I was just so glad that when I reach my teenage years, our community had become peaceful and we had great time staying late at night but already outside chatting with our neighbors. And of course my siblings and I had more than ten hours of sleep most of the time. We could sleep then to our hearts content.

But a month ago when I went home for a vacation I did feel the tension again. There were robbers attacking the neighborhood. In fact our house became a victim twice of these criminals. They took groceries, cell phones, and luckily they couldn’t carry the TV so they leave it behind after their attempt to run away with it. And for once my mom again is having her sleepless nights. Though suspects are already known, they don’t have strong evidence to support it yet.

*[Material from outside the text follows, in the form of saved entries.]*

//! IPv4 addressing helpers
//!
//! Masks are assumed to be contiguous (leading one-bits). Discontiguous masks
//! are accepted but their prefix length is not meaningful.

use std::net::Ipv4Addr;

use crate::error::AddressError;

/// Parse a dotted-quad IPv4 address
pub fn parse_ipv4(s: &str) -> Result<Ipv4Addr, AddressError> {
    s.trim()
        .parse()
        .map_err(|_| AddressError::InvalidAddress(s.to_string()))
}

/// Prefix length of a contiguous mask
///
/// Whole `255` octets count eight bits each; the first octet that is not
/// all-ones contributes its set bits and ends the count.
pub fn prefix_len(mask: Ipv4Addr) -> u8 {
    let mut length = 0u8;
    for octet in mask.octets() {
        if octet == 0xFF {
            length += 8;
        } else {
            length += octet.count_ones() as u8;
            break;
        }
    }
    length
}

/// Build the contiguous mask for a prefix length
pub fn mask_from_len(len: u8) -> Result<Ipv4Addr, AddressError> {
    if len > 32 {
        return Err(AddressError::InvalidPrefixLength(len));
    }
    Ok(Ipv4Addr::from(mask_bits(len)))
}

fn mask_bits(len: u8) -> u32 {
    match len {
        0 => 0,
        len => u32::MAX << (32 - u32::from(len.min(32))),
    }
}

/// Apply a mask to an address
pub fn apply_mask(addr: Ipv4Addr, mask: Ipv4Addr) -> Ipv4Addr {
    Ipv4Addr::from(u32::from(addr) & u32::from(mask))
}

/// The mask bits of a single octet position for a prefix length
///
/// `octet_index` is 0-based from the most significant octet.
pub fn octet_mask(len: u8, octet_index: usize) -> u8 {
    let start = (octet_index * 8) as u32;
    let len = u32::from(len);
    if len >= start + 8 {
        0xFF
    } else if len <= start {
        0
    } else {
        0xFFu8 << (8 - (len - start))
    }
}

/// Routing-table key for a prefix: `"<masked prefix>/<len>"`
///
/// Keys compare as strings, so `"10.0.0.0/8"` sorts before `"9.0.0.0/8"`.
pub fn route_key(prefix: Ipv4Addr, len: u8) -> String {
    let len = len.min(32);
    let network = Ipv4Addr::from(u32::from(prefix) & mask_bits(len));
    format!("{}/{}", network, len)
}

#[cfg(test)]
mod tests {
    use super::*;

    fn ip(s: &str) -> Ipv4Addr {
        parse_ipv4(s).unwrap()
    }

    #[test]
    fn test_prefix_len() {
        assert_eq!(prefix_len(ip("255.255.255.255")), 32);
        assert_eq!(prefix_len(ip("255.255.255.0")), 24);
        assert_eq!(prefix_len(ip("255.255.0.0")), 16);
        assert_eq!(prefix_len(ip("255.0.0.0")), 8);
        assert_eq!(prefix_len(ip("255.255.240.0")), 20);
        assert_eq!(prefix_len(ip("0.0.0.0")), 0);
    }

    #[test]
    fn test_prefix_len_stops_at_first_partial_octet() {
        // Bits after the first non-255 octet are ignored
        assert_eq!(prefix_len(ip("255.128.255.0")), 9);
    }

    #[test]
    fn test_mask_from_len() {
        assert_eq!(mask_from_len(0).unwrap(), ip("0.0.0.0"));
        assert_eq!(mask_from_len(20).unwrap(), ip("255.255.240.0"));
        assert_eq!(mask_from_len(32).unwrap(), ip("255.255.255.255"));
        assert!(mask_from_len(33).is_err());
    }

    #[test]
    fn test_octet_mask() {
        assert_eq!(octet_mask(20, 0), 0xFF);
        assert_eq!(octet_mask(20, 1), 0xFF);
        assert_eq!(octet_mask(20, 2), 0xF0);
        assert_eq!(octet_mask(20, 3), 0x00);
        assert_eq!(octet_mask(0, 0), 0x00);
        assert_eq!(octet_mask(32, 3), 0xFF);
    }

    #[test]
    fn test_route_key_masks_prefix() {
        assert_eq!(route_key(ip("10.1.2.3"), 8), "10.0.0.0/8");
        assert_eq!(route_key(ip("192.168.1.77"), 24), "192.168.1.0/24");
        assert_eq!(route_key(ip("8.8.8.8"), 0), "0.0.0.0/0");
        assert_eq!(route_key(ip("8.8.8.8"), 32), "8.8.8.8/32");
    }

    #[test]
    fn test_parse_rejects_garbage() {
        assert!(parse_ipv4("10.0.0").is_err());
        assert!(parse_ipv4("256.1.1.1").is_err());
        assert_eq!(parse_ipv4(" 10.0.0.1 ").unwrap(), ip("10.0.0.1"));
    }
}
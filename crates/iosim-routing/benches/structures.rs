//! Routing structure benchmarks
//!
//! - Route table insert and most-specific lookup
//! - Policy trie longest-prefix match
//!
//! Run with: cargo bench -p iosim-routing

use criterion::{BenchmarkId, Criterion, black_box, criterion_group, criterion_main};
use std::net::Ipv4Addr;

use iosim_routing::{Policy, PolicyIndex, RoutingTable};

fn populated_table(routes: u32) -> RoutingTable {
    let mut table = RoutingTable::new();
    let mask = Ipv4Addr::new(255, 255, 255, 0);
    for i in 0..routes {
        let prefix = Ipv4Addr::from(0x0A00_0000 | (i << 8));
        table.add_route(prefix, mask, Ipv4Addr::new(192, 168, 0, 1), i % 16);
    }
    table.add_route(Ipv4Addr::UNSPECIFIED, Ipv4Addr::UNSPECIFIED, Ipv4Addr::new(192, 168, 0, 254), 100);
    table
}

fn bench_routing_table(c: &mut Criterion) {
    let mut group = c.benchmark_group("routing_table");

    for size in [64u32, 1024, 8192] {
        group.bench_with_input(BenchmarkId::new("insert", size), &size, |b, &size| {
            b.iter(|| populated_table(black_box(size)))
        });

        let table = populated_table(size);
        group.bench_with_input(BenchmarkId::new("lookup_hit", size), &size, |b, &size| {
            let dest = Ipv4Addr::from(0x0A00_0000 | ((size / 2) << 8) | 7);
            b.iter(|| table.lookup(black_box(dest)))
        });
        group.bench_with_input(BenchmarkId::new("lookup_default", size), &size, |b, _| {
            b.iter(|| table.lookup(black_box(Ipv4Addr::new(8, 8, 8, 8))))
        });
    }

    group.finish();
}

fn bench_policy_index(c: &mut Criterion) {
    let mut index = PolicyIndex::new();
    for a in 0..32u8 {
        index.insert(Ipv4Addr::new(10, a, 0, 0), Ipv4Addr::new(255, 255, 0, 0), Policy::TtlMin(a % 8));
        for b in 0..32u8 {
            index.insert(Ipv4Addr::new(10, a, b, 0), Ipv4Addr::new(255, 255, 240, 0), Policy::Block);
        }
    }
    index.insert(Ipv4Addr::new(10, 0, 0, 0), Ipv4Addr::new(255, 0, 0, 0), Policy::Block);

    c.bench_function("policy_lpm_deep", |b| {
        b.iter(|| index.search_longest_prefix(black_box(Ipv4Addr::new(10, 17, 21, 9))))
    });
    c.bench_function("policy_lpm_miss", |b| {
        b.iter(|| index.search_longest_prefix(black_box(Ipv4Addr::new(172, 16, 0, 1))))
    });
}

criterion_group!(benches, bench_routing_table, bench_policy_index);
criterion_main!(benches);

Well to sum it all, I just wish that for once we can all live in a community where we will all be safe at night. I could imagine just how it is if I would have been raise in Basilan.
 Until now when I hear helicopters I still associate it with rift between rebels and soldiers even if I am comfortably sitting in the office. I would imagine death every time I saw an armored car. I think we all deserve especially the children to live a worry free life, and it is just so unfair to be caught in the middle of war just because older people are in discord. We will never be young again and to be deprived of a happy childhood is to be taken away half of a lifetime


For everything there is a season,
And a time for every matter under heaven:
A time to be born, and a time to die;
A time to plant, and a time to pluck up what is planted;
A time to kill, and a time to heal;
A time to break down, and a time to build up;
A time to weep, and a time to laugh;
A time to mourn, and a time to dance;
A time to throw away stones, And a time to gather stones together;
A time to embrace, And a time to refrain from embracing;
A time to seek, and a time to lose;
A time to keep, and a time to throw away;
A time to tear, and a time to sew;
A time to keep silence, and a time to speak;
A time to love, and a time to hate,
A time for war, and a time for peace.